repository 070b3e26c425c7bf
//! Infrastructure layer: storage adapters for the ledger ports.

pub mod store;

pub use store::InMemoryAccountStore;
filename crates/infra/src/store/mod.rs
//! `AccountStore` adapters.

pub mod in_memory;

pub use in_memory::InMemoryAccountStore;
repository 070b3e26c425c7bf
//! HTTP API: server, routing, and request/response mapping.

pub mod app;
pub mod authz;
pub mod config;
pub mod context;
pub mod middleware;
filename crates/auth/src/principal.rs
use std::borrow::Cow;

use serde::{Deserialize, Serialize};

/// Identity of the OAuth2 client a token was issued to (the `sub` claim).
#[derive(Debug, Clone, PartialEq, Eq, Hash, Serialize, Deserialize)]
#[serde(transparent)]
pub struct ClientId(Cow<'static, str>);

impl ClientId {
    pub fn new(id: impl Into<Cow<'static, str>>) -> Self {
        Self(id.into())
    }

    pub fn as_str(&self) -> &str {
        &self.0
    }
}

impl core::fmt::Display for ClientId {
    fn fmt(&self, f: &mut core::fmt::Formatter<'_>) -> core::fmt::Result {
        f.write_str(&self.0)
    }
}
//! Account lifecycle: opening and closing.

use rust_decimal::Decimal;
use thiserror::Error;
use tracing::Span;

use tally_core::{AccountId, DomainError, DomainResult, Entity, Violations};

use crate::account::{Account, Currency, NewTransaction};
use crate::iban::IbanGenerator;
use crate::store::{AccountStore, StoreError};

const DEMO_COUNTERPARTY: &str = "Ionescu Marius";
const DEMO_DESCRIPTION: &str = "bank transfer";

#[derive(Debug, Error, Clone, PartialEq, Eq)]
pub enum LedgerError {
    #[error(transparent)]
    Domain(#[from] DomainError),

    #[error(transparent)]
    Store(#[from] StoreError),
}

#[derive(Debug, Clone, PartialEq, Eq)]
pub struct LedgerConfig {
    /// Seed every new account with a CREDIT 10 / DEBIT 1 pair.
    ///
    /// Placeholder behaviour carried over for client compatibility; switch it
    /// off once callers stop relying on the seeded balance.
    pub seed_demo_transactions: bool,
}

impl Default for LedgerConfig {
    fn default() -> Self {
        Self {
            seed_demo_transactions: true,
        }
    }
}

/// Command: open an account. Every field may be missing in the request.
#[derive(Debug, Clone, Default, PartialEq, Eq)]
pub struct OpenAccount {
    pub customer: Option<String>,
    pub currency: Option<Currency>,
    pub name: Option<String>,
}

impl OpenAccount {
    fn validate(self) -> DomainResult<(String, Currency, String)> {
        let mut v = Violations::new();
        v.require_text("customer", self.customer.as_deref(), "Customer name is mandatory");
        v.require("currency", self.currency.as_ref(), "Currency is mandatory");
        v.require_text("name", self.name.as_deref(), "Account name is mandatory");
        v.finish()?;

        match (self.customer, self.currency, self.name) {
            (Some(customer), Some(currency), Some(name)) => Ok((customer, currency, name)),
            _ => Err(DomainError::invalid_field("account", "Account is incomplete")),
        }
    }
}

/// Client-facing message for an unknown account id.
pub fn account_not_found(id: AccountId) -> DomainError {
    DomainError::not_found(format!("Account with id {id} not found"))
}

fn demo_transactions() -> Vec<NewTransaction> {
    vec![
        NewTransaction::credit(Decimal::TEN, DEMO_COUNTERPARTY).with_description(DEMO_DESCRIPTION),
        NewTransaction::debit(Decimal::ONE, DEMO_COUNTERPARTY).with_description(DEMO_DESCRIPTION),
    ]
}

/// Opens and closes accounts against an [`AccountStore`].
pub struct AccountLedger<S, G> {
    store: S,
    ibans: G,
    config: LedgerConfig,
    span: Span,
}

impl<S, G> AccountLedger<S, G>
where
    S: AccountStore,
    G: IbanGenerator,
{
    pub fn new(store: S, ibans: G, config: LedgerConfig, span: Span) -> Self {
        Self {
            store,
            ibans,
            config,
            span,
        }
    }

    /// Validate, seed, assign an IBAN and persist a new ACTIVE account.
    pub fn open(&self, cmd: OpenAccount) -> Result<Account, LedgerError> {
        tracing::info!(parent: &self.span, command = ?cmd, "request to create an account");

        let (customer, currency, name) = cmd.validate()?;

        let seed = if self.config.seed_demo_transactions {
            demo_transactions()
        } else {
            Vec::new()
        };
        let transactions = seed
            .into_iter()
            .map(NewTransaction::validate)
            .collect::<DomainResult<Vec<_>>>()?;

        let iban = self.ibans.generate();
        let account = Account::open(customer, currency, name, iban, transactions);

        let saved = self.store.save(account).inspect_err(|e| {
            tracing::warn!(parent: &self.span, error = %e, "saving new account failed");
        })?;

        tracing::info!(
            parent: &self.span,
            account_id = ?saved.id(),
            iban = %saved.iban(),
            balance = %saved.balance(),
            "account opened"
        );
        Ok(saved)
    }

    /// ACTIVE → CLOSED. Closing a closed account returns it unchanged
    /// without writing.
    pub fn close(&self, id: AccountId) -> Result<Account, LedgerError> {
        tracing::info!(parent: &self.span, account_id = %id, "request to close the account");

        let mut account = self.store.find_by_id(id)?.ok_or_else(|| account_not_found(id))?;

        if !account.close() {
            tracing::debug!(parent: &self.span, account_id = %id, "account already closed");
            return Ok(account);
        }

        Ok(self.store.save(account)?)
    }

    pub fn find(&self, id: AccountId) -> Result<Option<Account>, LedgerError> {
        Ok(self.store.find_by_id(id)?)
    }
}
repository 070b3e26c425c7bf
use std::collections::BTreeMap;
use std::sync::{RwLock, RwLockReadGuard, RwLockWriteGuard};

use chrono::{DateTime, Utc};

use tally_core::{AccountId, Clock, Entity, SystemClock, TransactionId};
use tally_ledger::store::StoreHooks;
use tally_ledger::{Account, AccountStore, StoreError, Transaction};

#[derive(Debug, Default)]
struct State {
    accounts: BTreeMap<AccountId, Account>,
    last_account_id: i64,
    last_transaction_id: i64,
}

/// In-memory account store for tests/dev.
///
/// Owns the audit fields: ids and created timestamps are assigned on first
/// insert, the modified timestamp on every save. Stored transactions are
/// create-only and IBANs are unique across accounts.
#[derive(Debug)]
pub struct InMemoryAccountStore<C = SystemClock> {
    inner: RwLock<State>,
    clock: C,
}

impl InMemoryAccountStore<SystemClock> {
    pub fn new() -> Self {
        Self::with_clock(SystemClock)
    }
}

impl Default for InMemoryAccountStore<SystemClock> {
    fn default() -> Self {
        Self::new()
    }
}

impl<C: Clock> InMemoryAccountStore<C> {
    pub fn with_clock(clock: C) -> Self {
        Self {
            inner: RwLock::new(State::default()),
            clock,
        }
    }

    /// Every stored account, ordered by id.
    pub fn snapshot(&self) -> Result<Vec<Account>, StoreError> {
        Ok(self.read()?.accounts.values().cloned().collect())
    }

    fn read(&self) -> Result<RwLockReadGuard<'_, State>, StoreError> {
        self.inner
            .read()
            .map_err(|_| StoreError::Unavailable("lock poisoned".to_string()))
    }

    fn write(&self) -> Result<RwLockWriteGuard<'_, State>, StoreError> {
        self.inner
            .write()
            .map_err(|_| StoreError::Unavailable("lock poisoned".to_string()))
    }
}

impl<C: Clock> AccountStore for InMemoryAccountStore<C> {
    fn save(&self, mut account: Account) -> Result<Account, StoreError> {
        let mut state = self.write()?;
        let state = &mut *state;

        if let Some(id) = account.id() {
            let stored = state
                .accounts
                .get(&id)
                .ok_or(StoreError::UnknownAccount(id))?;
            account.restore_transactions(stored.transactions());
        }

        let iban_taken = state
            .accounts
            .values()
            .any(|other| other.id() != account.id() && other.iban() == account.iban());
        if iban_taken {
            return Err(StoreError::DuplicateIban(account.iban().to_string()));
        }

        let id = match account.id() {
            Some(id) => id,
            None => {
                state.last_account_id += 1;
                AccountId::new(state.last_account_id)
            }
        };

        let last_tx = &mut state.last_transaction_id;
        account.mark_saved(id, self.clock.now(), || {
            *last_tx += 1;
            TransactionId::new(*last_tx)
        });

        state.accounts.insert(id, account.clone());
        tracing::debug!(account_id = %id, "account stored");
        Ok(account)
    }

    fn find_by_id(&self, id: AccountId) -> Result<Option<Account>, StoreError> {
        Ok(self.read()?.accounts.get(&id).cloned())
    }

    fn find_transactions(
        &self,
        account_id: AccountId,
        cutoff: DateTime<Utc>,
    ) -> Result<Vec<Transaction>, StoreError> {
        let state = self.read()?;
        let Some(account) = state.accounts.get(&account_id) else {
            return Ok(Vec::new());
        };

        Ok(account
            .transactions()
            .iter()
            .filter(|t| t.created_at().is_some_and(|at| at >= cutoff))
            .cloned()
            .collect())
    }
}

----

Task details –
Identify every line above that includes the word "filename", and show those lines.

Response to the exercise –
filename crates/infra/src/store/mod.rs
filename crates/auth/src/principal.rs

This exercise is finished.